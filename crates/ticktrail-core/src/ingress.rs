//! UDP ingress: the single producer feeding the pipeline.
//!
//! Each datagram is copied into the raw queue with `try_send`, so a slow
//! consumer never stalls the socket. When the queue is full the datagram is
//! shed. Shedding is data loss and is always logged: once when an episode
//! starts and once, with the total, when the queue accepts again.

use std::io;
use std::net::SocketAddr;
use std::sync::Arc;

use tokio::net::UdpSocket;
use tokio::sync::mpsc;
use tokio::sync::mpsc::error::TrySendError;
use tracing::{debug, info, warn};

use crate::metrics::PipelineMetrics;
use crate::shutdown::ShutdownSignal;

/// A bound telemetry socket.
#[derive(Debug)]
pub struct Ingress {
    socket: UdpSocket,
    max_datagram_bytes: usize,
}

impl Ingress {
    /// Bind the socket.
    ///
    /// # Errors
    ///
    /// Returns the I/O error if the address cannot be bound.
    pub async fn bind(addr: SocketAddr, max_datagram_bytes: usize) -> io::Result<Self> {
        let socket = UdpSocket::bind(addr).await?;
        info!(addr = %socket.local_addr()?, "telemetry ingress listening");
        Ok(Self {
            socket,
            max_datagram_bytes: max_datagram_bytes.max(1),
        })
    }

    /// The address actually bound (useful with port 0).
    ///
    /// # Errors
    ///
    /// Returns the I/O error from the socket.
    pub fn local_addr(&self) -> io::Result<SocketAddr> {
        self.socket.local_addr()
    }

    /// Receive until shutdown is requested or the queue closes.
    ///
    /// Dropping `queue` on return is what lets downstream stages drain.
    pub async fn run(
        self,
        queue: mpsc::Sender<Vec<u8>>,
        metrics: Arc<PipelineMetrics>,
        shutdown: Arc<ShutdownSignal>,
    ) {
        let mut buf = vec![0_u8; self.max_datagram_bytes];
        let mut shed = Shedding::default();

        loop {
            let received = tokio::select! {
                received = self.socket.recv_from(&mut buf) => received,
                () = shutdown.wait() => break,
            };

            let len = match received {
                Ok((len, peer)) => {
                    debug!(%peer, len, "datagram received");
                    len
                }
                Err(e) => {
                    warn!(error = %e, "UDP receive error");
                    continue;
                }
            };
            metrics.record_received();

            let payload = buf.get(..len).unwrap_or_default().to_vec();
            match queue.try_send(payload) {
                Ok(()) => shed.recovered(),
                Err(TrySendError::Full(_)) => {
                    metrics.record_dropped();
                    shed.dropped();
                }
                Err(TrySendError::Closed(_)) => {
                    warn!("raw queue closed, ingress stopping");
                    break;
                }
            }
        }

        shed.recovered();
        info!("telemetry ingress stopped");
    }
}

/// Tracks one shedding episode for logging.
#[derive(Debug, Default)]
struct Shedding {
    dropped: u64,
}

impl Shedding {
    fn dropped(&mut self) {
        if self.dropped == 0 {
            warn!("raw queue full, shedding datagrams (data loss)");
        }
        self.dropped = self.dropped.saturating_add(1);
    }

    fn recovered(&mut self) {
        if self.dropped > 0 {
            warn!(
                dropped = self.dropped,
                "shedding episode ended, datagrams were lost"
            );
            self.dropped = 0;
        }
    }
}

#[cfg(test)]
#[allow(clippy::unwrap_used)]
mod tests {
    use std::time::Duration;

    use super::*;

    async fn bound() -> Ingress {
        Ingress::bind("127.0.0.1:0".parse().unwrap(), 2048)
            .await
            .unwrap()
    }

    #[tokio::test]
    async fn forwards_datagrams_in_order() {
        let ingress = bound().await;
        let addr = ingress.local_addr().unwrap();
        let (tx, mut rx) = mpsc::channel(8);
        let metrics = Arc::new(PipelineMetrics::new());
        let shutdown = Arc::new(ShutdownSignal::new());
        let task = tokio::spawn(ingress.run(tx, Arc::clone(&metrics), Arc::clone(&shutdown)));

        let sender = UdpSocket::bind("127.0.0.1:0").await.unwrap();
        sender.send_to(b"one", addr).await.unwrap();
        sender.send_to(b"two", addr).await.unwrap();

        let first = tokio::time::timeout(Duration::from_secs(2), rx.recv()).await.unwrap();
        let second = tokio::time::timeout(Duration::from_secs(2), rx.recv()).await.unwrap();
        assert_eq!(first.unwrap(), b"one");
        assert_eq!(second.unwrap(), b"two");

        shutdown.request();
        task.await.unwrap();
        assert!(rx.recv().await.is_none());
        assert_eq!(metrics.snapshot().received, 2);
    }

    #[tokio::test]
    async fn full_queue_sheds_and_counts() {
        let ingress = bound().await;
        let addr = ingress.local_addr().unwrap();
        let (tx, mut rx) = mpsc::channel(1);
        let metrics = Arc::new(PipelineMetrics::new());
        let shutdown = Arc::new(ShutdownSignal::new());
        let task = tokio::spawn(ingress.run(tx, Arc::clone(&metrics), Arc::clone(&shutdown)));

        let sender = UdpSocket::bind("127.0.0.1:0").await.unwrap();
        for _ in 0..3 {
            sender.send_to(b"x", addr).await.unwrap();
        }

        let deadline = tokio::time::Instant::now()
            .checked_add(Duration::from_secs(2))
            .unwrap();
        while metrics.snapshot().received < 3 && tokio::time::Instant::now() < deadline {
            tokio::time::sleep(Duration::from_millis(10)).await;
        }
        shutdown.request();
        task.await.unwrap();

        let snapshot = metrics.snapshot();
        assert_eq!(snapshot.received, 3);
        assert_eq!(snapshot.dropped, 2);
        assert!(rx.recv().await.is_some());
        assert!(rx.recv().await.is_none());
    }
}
* * *
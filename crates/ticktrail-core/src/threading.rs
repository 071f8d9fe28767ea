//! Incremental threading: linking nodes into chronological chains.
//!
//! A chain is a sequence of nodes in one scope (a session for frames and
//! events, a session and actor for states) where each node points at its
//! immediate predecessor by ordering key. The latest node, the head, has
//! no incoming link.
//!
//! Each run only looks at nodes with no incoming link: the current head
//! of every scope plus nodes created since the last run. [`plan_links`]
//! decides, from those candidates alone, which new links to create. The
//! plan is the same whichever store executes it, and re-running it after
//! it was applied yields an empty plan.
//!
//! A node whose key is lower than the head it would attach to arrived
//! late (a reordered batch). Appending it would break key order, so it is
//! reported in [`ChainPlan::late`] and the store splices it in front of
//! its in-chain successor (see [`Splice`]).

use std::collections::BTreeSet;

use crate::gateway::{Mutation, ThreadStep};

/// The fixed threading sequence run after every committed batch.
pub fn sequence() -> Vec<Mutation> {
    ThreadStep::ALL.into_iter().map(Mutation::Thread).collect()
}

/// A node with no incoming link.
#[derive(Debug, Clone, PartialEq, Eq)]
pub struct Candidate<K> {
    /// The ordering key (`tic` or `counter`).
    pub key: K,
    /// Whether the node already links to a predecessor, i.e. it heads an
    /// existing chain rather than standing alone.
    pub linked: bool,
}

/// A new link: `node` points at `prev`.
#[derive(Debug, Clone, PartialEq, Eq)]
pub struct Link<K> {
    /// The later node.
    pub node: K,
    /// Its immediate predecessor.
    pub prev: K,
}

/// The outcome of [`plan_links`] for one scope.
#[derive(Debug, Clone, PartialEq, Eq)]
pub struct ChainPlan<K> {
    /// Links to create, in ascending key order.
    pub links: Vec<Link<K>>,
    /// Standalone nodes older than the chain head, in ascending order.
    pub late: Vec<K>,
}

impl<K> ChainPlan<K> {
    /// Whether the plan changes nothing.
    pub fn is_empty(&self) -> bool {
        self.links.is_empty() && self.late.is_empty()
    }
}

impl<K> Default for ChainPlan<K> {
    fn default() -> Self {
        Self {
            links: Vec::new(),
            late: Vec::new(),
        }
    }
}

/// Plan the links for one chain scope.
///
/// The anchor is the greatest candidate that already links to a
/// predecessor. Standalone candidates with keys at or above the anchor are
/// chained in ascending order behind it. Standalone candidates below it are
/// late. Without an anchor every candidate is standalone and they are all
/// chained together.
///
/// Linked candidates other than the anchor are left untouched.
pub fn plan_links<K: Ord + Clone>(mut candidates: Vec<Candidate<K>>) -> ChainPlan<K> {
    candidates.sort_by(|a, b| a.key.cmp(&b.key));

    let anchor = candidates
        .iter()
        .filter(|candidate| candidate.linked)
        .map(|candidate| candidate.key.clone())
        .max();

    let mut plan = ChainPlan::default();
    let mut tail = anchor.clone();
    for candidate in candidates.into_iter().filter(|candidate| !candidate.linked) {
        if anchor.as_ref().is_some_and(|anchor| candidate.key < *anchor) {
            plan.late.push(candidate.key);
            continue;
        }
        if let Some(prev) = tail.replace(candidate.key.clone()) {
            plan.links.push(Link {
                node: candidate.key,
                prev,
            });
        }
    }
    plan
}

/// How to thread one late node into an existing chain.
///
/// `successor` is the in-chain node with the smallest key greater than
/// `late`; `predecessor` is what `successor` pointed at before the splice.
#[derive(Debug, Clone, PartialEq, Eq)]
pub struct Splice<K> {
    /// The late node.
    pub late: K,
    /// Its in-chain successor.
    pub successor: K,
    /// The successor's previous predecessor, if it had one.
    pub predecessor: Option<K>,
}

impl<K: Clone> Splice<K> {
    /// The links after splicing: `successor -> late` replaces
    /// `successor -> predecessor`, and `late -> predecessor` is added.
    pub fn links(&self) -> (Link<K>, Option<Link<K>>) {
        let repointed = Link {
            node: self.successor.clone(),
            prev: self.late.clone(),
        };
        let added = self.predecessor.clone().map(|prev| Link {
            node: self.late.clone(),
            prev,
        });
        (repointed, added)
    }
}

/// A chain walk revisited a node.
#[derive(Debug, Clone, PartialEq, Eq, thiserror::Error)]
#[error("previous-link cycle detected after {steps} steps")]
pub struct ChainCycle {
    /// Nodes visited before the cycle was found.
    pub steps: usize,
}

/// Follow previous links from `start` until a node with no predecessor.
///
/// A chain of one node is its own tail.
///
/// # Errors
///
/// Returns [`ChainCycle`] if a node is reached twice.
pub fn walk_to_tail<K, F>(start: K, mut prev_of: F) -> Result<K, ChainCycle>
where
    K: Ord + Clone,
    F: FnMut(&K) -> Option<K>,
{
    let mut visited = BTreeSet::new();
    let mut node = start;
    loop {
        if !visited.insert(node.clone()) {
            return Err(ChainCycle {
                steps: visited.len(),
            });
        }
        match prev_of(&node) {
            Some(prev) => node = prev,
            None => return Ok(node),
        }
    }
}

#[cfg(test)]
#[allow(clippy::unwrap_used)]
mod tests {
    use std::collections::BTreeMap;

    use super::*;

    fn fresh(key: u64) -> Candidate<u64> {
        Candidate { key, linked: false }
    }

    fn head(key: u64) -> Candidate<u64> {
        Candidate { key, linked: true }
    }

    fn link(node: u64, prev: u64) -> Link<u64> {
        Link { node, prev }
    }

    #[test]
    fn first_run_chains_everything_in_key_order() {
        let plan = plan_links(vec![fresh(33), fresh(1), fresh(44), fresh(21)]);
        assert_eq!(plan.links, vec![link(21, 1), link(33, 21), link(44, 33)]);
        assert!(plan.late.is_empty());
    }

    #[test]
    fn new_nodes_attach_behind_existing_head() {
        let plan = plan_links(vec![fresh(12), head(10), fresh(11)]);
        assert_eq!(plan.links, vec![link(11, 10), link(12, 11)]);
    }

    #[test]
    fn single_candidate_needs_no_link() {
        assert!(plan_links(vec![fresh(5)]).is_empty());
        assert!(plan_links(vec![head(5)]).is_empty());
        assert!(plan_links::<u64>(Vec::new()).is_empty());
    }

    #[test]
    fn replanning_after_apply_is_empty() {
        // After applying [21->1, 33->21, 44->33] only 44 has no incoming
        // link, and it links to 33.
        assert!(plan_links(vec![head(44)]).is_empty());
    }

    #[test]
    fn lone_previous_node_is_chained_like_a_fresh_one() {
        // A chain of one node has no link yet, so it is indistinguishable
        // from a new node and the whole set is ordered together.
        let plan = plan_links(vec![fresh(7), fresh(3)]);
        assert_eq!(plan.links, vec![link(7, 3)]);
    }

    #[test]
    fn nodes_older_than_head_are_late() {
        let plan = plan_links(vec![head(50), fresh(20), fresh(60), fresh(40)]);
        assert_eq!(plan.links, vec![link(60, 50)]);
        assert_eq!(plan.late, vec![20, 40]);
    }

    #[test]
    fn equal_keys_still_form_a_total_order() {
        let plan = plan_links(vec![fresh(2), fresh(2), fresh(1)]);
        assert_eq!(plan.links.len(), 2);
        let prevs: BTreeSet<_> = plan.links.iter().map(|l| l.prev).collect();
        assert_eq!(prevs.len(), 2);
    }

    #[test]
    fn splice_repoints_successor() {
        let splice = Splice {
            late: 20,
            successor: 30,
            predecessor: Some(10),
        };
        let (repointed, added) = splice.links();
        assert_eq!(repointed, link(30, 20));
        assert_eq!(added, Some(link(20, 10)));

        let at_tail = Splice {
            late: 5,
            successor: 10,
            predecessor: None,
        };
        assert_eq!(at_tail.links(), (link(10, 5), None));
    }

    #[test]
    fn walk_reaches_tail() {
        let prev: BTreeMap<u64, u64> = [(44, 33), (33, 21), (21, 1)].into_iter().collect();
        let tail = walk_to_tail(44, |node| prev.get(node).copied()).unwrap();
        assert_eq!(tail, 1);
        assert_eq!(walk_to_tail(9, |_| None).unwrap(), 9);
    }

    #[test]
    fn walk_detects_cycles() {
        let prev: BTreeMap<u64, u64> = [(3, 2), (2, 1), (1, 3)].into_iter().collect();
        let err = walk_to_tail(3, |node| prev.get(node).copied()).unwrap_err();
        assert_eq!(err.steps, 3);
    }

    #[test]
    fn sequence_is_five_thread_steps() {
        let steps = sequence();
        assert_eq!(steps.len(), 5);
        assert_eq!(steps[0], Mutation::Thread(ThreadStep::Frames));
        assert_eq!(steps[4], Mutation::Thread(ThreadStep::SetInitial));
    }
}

== EXERCISE DETAILS ==
Scan the material and collect every line that contains "core".

== PROBLEM SOLUTION ==
filename crates/ticktrail-core/src/ingress.rs
filename crates/ticktrail-core/src/threading.rs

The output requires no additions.